VENTANA DE OTROS OJOS // MIGUEL DELIBES DE CASTRO
Lo cierto es que pasan cosas (cuando escribo, la condena a Garzón; antes, los problemas de Público…), se anuncian otras (volver a abortar a Londres, urbanizar aun más la costa…), terminan los contratos de los más brillantes jóvenes de nuestros laboratorios sin resquicio para renovarlos… En general, la búsqueda del conocimiento es una aventura apasionante y divertida, pero estas semanas se antojan grises y ofrecen pocas oportunidades de reír. Tal vez por eso he recordado la involución, la evolución hacia un estado inferior, que fue llamada degeneración darwiniana.
Aclaremos de entrada, para no engañar a nadie, que la degeneración darwiniana fue una teoría de finales del XIX que carecía por completo de fundamento. ¿Qué es evolucionar a peor? ¿Acaso son mejores las patas que las aletas? Sin embargo, los partidarios de aquella idea sugerían que los delfines eran mamíferos degenerados, puesto que habían modificado sus patas. ¡Y para qué hablarles de las serpientes, que carecían de extremidades! ¡La degeneración en forma de bestia! Mark Twain se burló de estas aproximaciones (en otra ocasión escribí aquí mismo sobre él, pero creo que no conté esta historia).

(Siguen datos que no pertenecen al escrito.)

//! In-memory implementation of the short URL repository.

use async_trait::async_trait;
use chrono::Utc;
use std::collections::HashMap;
use tokio::sync::RwLock;
use tracing::debug;

use crate::domain::entities::{NewShortUrl, ShortUrlRecord};
use crate::domain::repositories::ShortUrlRepository;
use crate::error::StoreError;

#[derive(Default)]
struct Tables {
    by_code: HashMap<String, ShortUrlRecord>,
    /// First code issued for each long URL.
    by_long_url: HashMap<String, String>,
    last_id: i64,
}

/// Repository that keeps records in process memory.
///
/// Selected with `DATABASE_URL=memory://`. Nothing survives a restart, which
/// makes it suitable for local development and handler tests only.
#[derive(Default)]
pub struct InMemoryShortUrlRepository {
    tables: RwLock<Tables>,
}

impl InMemoryShortUrlRepository {
    /// Creates an empty repository.
    pub fn new() -> Self {
        debug!("Using in-memory short URL store");
        Self::default()
    }

    /// Number of stored records.
    pub async fn len(&self) -> usize {
        self.tables.read().await.by_code.len()
    }

    pub async fn is_empty(&self) -> bool {
        self.len().await == 0
    }
}

#[async_trait]
impl ShortUrlRepository for InMemoryShortUrlRepository {
    async fn find_by_long_url(&self, long_url: &str) -> Result<Option<ShortUrlRecord>, StoreError> {
        let tables = self.tables.read().await;

        Ok(tables
            .by_long_url
            .get(long_url)
            .and_then(|code| tables.by_code.get(code))
            .cloned())
    }

    async fn find_by_short_code(
        &self,
        short_code: &str,
    ) -> Result<Option<ShortUrlRecord>, StoreError> {
        Ok(self.tables.read().await.by_code.get(short_code).cloned())
    }

    async fn insert(&self, new_record: NewShortUrl) -> Result<ShortUrlRecord, StoreError> {
        let mut tables = self.tables.write().await;

        if tables.by_code.contains_key(&new_record.short_code) {
            return Err(StoreError::DuplicateKey(new_record.short_code));
        }

        tables.last_id += 1;
        let record = ShortUrlRecord::new(
            tables.last_id,
            new_record.long_url,
            new_record.short_code,
            0,
            Utc::now(),
        );

        tables
            .by_long_url
            .entry(record.long_url.clone())
            .or_insert_with(|| record.short_code.clone());
        tables
            .by_code
            .insert(record.short_code.clone(), record.clone());

        Ok(record)
    }

    async fn increment_clicks(&self, record: &ShortUrlRecord) -> Result<ShortUrlRecord, StoreError> {
        let mut tables = self.tables.write().await;

        let stored = tables
            .by_code
            .get_mut(&record.short_code)
            .ok_or_else(|| StoreError::NotFound(record.short_code.clone()))?;
        stored.clicks += 1;

        Ok(stored.clone())
    }

    async fn ping(&self) -> Result<(), StoreError> {
        Ok(())
    }
}

#[cfg(test)]
mod tests {
    use super::*;

    #[tokio::test]
    async fn test_insert_and_find_by_code() {
        let repo = InMemoryShortUrlRepository::new();

        let created = repo
            .insert(NewShortUrl::new("https://example.com", "abc123"))
            .await
            .unwrap();

        assert_eq!(created.id, 1);
        assert_eq!(created.clicks, 0);

        let found = repo.find_by_short_code("abc123").await.unwrap();
        assert_eq!(found, Some(created));
    }

    #[tokio::test]
    async fn test_find_by_long_url() {
        let repo = InMemoryShortUrlRepository::new();
        repo.insert(NewShortUrl::new("https://example.com", "abc123"))
            .await
            .unwrap();

        let found = repo.find_by_long_url("https://example.com").await.unwrap();
        assert_eq!(found.unwrap().short_code, "abc123");

        let missing = repo.find_by_long_url("https://other.com").await.unwrap();
        assert!(missing.is_none());
    }

    #[tokio::test]
    async fn test_insert_duplicate_code() {
        let repo = InMemoryShortUrlRepository::new();
        repo.insert(NewShortUrl::new("https://example.com", "abc123"))
            .await
            .unwrap();

        let result = repo
            .insert(NewShortUrl::new("https://other.com", "abc123"))
            .await;

        assert!(matches!(result, Err(StoreError::DuplicateKey(code)) if code == "abc123"));
        assert_eq!(repo.len().await, 1);
    }

    #[tokio::test]
    async fn test_same_long_url_twice_keeps_first_for_lookup() {
        let repo = InMemoryShortUrlRepository::new();
        repo.insert(NewShortUrl::new("https://example.com", "first1"))
            .await
            .unwrap();
        repo.insert(NewShortUrl::new("https://example.com", "second"))
            .await
            .unwrap();

        let found = repo.find_by_long_url("https://example.com").await.unwrap();
        assert_eq!(found.unwrap().short_code, "first1");
        assert!(repo.find_by_short_code("second").await.unwrap().is_some());
    }

    #[tokio::test]
    async fn test_increment_clicks() {
        let repo = InMemoryShortUrlRepository::new();
        let record = repo
            .insert(NewShortUrl::new("https://example.com", "abc123"))
            .await
            .unwrap();

        let once = repo.increment_clicks(&record).await.unwrap();
        assert_eq!(once.clicks, 1);

        // A stale copy still increments the stored counter.
        let twice = repo.increment_clicks(&record).await.unwrap();
        assert_eq!(twice.clicks, 2);
    }

    #[tokio::test]
    async fn test_increment_clicks_missing_record() {
        let repo = InMemoryShortUrlRepository::new();
        let ghost = ShortUrlRecord::new(
            9,
            "https://example.com".to_string(),
            "ghost1".to_string(),
            0,
            Utc::now(),
        );

        let result = repo.increment_clicks(&ghost).await;
        assert!(matches!(result, Err(StoreError::NotFound(_))));
    }

    #[tokio::test]
    async fn test_ping() {
        let repo = InMemoryShortUrlRepository::new();
        assert!(repo.ping().await.is_ok());
        assert!(repo.is_empty().await);
    }
}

Decía Twain, con su característica ironía, que los humanos descendíamos de animales superiores, como las anacondas, y éstas a su vez de otros animales aún mejores, y así la vida habría ido, poco a poco y durante largo tiempo, degenerando desde algún ancestro lejano casi perfecto, “tal vez un átomo”. Lo argumentaba invocando un experimento que se atribuía: tras colocar una anaconda con varios becerros, se comió uno y no molestó al resto, en cambio un conde inglés en las Grandes Llanuras mató un montón de bisontes y los dejó pudrir; sin duda, el conde era una anaconda degenerada.
El más conocido defensor de la teoría de la degeneración se llamó Lankester y fue director del Museo Británico de Historia Natural. A Lankester, un buen hombre de su tiempo, le preocupaba seriamente que los ingleses degeneraran: “Debemos saber que estamos sujetos a leyes naturales y tenemos tantas posibilidades de mejorar como de empeorar”. Pensó, por tanto, en recetas posibles para evitarlo, y encontró una: potenciar la investigación “para ser capaces de orientarse en el futuro a la luz del pasado”.
Estamos involucionando, se diría, aunque nada tenga ello que ver con Darwin y la biología. Tal vez, como Lankester sugería hace 130 años, la respuesta a esta crisis esté en el conocimiento. Pero el propio hecho de involucionar nos lleva a despreciarlo.